## [Your assignment]
Reproduce exactly the lines of the material beneath, from the line that contains "let amount = match" to the line that contains "let total_amount = match", both included, and no other lines.

## [Stored data]
=====
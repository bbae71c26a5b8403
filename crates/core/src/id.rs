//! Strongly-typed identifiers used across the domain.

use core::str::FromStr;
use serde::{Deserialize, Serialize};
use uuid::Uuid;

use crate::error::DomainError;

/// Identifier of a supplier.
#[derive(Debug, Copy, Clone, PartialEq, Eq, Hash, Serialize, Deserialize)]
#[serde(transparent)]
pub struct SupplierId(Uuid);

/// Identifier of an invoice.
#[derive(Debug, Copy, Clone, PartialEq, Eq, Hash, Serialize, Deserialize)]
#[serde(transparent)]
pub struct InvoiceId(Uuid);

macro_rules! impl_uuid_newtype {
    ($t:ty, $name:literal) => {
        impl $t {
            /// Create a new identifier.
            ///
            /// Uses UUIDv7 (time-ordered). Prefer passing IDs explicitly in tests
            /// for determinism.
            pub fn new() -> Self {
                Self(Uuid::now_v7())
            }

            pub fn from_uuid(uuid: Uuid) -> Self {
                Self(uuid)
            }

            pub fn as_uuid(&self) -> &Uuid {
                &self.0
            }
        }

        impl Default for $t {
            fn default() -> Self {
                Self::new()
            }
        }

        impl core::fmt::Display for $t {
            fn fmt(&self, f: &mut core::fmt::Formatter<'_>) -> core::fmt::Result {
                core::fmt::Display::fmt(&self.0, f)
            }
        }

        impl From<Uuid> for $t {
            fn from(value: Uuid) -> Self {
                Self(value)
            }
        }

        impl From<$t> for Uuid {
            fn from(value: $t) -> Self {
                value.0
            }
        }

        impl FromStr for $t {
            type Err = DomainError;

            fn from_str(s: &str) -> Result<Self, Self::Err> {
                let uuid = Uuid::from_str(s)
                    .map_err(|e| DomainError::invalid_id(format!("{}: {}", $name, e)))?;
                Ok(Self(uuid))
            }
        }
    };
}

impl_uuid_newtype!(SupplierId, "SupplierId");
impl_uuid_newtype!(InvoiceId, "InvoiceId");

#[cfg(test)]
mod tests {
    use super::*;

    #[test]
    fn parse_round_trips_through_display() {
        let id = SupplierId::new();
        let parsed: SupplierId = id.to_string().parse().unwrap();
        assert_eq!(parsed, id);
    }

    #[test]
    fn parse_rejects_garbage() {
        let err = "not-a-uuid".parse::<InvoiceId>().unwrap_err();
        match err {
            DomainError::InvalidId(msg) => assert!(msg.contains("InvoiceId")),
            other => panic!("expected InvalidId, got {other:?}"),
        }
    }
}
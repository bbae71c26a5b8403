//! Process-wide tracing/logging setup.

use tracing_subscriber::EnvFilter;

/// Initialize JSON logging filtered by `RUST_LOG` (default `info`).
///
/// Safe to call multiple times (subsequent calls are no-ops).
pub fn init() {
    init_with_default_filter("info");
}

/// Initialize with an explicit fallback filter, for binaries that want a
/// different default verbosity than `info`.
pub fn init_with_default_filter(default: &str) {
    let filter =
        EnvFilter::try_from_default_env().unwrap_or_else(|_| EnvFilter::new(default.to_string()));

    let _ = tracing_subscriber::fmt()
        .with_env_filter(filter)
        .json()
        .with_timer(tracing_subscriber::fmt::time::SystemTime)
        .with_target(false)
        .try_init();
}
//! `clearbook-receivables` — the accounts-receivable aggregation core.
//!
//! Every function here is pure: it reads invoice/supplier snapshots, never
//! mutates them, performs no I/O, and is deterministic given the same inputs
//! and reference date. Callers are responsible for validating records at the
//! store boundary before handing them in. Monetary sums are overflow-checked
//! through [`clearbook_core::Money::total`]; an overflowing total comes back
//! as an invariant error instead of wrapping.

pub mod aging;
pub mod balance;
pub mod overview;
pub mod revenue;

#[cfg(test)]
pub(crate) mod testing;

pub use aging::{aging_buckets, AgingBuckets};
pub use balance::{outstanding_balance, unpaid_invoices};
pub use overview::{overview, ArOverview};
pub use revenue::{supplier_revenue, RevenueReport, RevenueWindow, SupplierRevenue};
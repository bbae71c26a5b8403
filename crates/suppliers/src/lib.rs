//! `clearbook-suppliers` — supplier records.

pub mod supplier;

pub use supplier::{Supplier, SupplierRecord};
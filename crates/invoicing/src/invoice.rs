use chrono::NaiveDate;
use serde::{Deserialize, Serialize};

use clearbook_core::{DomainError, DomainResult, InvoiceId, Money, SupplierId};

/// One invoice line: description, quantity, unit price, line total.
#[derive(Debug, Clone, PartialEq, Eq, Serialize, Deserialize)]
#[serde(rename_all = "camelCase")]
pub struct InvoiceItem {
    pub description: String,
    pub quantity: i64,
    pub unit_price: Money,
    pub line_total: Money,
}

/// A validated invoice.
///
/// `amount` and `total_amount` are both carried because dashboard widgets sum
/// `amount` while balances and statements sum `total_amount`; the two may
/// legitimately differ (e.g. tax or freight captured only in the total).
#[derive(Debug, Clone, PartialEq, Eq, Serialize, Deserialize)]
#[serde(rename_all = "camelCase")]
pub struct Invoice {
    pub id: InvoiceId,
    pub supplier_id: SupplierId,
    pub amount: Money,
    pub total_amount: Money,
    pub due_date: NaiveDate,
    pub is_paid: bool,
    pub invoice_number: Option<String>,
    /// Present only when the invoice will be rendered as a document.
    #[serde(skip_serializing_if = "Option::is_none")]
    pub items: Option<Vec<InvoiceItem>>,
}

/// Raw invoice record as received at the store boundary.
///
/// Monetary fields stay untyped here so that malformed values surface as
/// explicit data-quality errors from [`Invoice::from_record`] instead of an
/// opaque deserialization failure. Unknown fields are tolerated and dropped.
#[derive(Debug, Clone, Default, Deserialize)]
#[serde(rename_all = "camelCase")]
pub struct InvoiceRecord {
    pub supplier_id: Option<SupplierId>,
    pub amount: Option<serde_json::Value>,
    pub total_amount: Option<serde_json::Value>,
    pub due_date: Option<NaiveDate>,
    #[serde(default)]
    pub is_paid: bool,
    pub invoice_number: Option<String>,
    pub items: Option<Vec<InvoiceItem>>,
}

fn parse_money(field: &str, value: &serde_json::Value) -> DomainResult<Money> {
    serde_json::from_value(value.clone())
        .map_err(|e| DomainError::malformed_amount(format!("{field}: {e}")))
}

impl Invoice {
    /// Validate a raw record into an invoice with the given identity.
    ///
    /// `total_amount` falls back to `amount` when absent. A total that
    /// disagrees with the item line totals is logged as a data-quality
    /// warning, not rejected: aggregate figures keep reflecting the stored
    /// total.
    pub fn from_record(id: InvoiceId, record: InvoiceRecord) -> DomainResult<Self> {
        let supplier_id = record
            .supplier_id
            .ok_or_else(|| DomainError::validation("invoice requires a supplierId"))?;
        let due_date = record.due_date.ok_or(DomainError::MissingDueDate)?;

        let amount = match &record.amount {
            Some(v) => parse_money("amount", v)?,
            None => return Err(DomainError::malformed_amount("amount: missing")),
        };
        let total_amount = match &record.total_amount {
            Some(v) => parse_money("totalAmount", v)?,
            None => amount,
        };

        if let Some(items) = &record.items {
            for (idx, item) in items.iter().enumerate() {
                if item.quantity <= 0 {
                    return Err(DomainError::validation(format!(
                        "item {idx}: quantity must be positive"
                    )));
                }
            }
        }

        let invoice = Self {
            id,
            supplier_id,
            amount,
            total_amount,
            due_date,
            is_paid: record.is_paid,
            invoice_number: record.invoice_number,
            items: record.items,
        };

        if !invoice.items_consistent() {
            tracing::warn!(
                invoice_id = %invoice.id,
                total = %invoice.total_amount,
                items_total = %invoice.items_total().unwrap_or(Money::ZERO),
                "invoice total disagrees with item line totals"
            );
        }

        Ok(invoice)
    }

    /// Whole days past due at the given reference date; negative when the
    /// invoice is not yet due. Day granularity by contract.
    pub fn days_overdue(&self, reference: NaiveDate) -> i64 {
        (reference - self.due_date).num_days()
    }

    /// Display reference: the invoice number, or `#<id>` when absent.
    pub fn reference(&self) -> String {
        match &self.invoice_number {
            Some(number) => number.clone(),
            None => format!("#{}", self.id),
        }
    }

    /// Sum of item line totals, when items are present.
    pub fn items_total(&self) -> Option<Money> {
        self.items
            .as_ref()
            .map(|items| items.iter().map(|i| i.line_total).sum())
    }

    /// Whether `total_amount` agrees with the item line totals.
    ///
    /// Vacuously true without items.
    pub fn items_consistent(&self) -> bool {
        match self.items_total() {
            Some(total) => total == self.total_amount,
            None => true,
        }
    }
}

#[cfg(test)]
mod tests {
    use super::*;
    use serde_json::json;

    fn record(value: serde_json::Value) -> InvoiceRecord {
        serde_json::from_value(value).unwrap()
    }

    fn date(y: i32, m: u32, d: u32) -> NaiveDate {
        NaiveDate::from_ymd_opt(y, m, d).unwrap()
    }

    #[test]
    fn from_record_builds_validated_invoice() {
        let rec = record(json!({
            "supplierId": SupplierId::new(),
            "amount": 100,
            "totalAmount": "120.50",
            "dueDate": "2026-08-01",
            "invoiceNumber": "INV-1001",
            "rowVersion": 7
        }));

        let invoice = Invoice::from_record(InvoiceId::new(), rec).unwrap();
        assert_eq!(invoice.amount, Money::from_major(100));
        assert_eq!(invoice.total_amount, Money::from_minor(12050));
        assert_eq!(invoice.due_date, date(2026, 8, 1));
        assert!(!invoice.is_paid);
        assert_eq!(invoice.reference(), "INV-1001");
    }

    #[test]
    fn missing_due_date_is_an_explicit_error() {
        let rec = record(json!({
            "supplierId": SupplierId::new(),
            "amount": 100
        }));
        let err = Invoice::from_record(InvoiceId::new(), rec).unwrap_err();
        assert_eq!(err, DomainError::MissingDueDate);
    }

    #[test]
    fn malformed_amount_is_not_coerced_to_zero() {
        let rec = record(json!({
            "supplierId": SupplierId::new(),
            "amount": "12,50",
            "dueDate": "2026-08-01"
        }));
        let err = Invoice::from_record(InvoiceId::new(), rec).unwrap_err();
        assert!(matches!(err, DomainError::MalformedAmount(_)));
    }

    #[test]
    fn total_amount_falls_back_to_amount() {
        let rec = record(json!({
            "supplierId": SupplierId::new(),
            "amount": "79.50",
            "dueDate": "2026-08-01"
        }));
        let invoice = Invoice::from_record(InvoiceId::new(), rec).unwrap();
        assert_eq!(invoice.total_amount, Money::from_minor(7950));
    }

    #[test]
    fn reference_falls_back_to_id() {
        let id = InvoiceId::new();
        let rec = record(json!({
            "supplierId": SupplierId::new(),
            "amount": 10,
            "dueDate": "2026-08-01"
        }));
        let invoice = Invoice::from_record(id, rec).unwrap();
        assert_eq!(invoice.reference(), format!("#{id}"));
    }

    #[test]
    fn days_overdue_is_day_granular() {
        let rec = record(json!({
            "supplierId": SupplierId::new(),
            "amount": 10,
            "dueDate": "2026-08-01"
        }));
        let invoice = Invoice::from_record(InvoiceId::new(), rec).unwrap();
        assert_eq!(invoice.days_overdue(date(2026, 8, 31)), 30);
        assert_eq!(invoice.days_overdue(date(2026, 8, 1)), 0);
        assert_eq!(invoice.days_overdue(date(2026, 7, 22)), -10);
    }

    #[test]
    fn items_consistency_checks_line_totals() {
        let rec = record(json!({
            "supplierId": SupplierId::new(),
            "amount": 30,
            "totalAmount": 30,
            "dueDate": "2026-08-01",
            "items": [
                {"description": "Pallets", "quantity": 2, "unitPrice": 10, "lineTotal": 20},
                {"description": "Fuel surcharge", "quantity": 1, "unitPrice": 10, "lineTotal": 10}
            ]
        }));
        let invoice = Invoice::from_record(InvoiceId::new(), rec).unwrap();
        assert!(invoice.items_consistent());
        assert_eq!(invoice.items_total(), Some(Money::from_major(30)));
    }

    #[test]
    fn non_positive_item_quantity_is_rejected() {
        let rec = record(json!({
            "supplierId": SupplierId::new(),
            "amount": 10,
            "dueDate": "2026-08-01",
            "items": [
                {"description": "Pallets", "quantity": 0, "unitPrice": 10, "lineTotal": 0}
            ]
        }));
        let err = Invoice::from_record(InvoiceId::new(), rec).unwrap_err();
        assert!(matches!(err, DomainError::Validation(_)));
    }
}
=====
## [Response area]
        let amount = match &record.amount {
            Some(v) => parse_money("amount", v)?,
            None => return Err(DomainError::malformed_amount("amount: missing")),
        };
        let total_amount = match &record.total_amount {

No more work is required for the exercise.